Kedaulatan rakyat memberi kekuasaan yang tertinggi kepada rakyat, tetapi juga meletakkan tanggung jawab yang terbesar. Dasar pemerintahan yang adil ialah, siapa yang mendapat kekuasaan dia itulah yang bertanggung jawab. Manakala rakyat sekarang mendapat kekuasaan menurut kedaulatan rakyat, rakyat itu pulalah yang bertanggung jawab.

Aristoteles berkata, bahwa pemerintahan negara yang bersifat pemerintahan rakyat lebih kuat pertahanannya revolusi daripada pemerintahan yang berdasar satu golongan yang terkecil. Terhadap dia sendiri rakyat tidak akan berontak. Pemerintahan rakyat hanya mungkin dirobohkan, apabila satu golongan kecil daripada rakyat yang kuat senjatanya dan baik organisasinya, merebut kekuasaan daripada rakyat dan menanam diktatornya atas arakyat.(hlm 52).

Tetapi nyatalah bahwa kekuasan atas orang banyak yang dilakukan oleh orang seorang, yaitu raja, atau oleh satu golongan kecil, oligarkhi, pada dasarnya oleng kedudukannya. Kekuasaaan semacam itu tidak dapat dan juga tidak ingin bertanggung jawab, ia dapat dituntut oleh rakyat tentang cara ia melakukan kekuasannya. Jika ia dapat dituntut, ia pun dapat dipecat. Pemecatan diktator hanya dapat berlaku dengan kekerasan, dengan jalan pemberontakan rakyat.

Pemerintahan yang berdasar kepada kedaulatan rakyat pada hakikatnya lebih teguh, karena ia dijunjung oleh tanggung jawab bersama. Keinsyafan akan tanggung jawab mendidik dalam dada manusia perasaan kewajiban. Manakala rakyat seluruhnya merasa kewajibannya untuk mencapai keselamatan bersama, maka tertanamlah sendiri negara yang kokoh.(hlm 52).

Bahwasannya pemerintah negara yang berdasar kekuasan orang seorang, kekuasaan raja, tidak memberikan susunan yang kuat kepada negara, terbukti dalam sejarah segala masa. Rakyat dalam negeri itu tidak merasa ikut bertanggung jawab. Ia merasa hanya dibebani dengan kewajiban terhadap negara. Dan kewajiban yang ditimpakkan, dirasakan oleh rakyat sebagai suatu tindasan.
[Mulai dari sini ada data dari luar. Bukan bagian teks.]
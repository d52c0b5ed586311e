// In-memory storage variant
// Enforces the same referential rules as the SQL schema. Every write first
// validates the whole change and only then applies it, all under one write
// lock, so a rejected update leaves no partial state behind.

use async_trait::async_trait;
use chrono::NaiveDate;
use std::collections::{BTreeMap, BTreeSet};
use tokio::sync::RwLock;
use tracing::debug;

use crate::core::friendship::{
    confirmed_friends, linked_from, plan_outgoing, plan_request, FriendshipAction,
    FriendshipOutcome,
};
use crate::error::{AppError, AppResult};
use crate::infrastructure::database::{
    FilmStorage, GenreStorage, MpaStorage, Storage, UserStorage,
};
use crate::infrastructure::id_generator::IdGenerator;
use crate::infrastructure::schema::{SEED_GENRES, SEED_MPA};
use crate::infrastructure::synchronizer::replace_all;
use crate::models::{
    Film, FilmId, Friendship, FriendshipStatus, Genre, GenreId, Mpa, MpaId, User, UserId,
};

#[derive(Debug, Clone)]
struct FilmRecord {
    name: String,
    description: String,
    release_date: NaiveDate,
    duration: i32,
    mpa_id: Option<MpaId>,
    genre_ids: BTreeSet<GenreId>,
    likes: BTreeSet<UserId>,
}

#[derive(Debug, Clone)]
struct UserRecord {
    email: String,
    login: String,
    name: String,
    birthday: NaiveDate,
}

#[derive(Debug, Default)]
struct MemoryState {
    films: BTreeMap<FilmId, FilmRecord>,
    users: BTreeMap<UserId, UserRecord>,
    genres: BTreeMap<GenreId, String>,
    mpa: BTreeMap<MpaId, String>,
    friendships: BTreeMap<(UserId, UserId), FriendshipStatus>,
}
Rakyat yang menderita tindasan pada umumnya tidak merasa kewajiban unuk mempertahankan negerinya. Dia tidak peduli akan siapa yang memerintahnya. Ingatannya yang terutama ialah kapan akan terlepas dari tindasan itu. Dan selama rakyat belum mendapat jalan untuk melepaskan dirinya dari tindasan rajanya, selama itu ia tidak mempunyai jiwa yang ingin berbakti kepada tanah air. Oleh karena itu, negara yang diperintah oleh seorang raja dengan dasar kuasa sendiri yang sepenuh penuhnya, mudah sekali gugur.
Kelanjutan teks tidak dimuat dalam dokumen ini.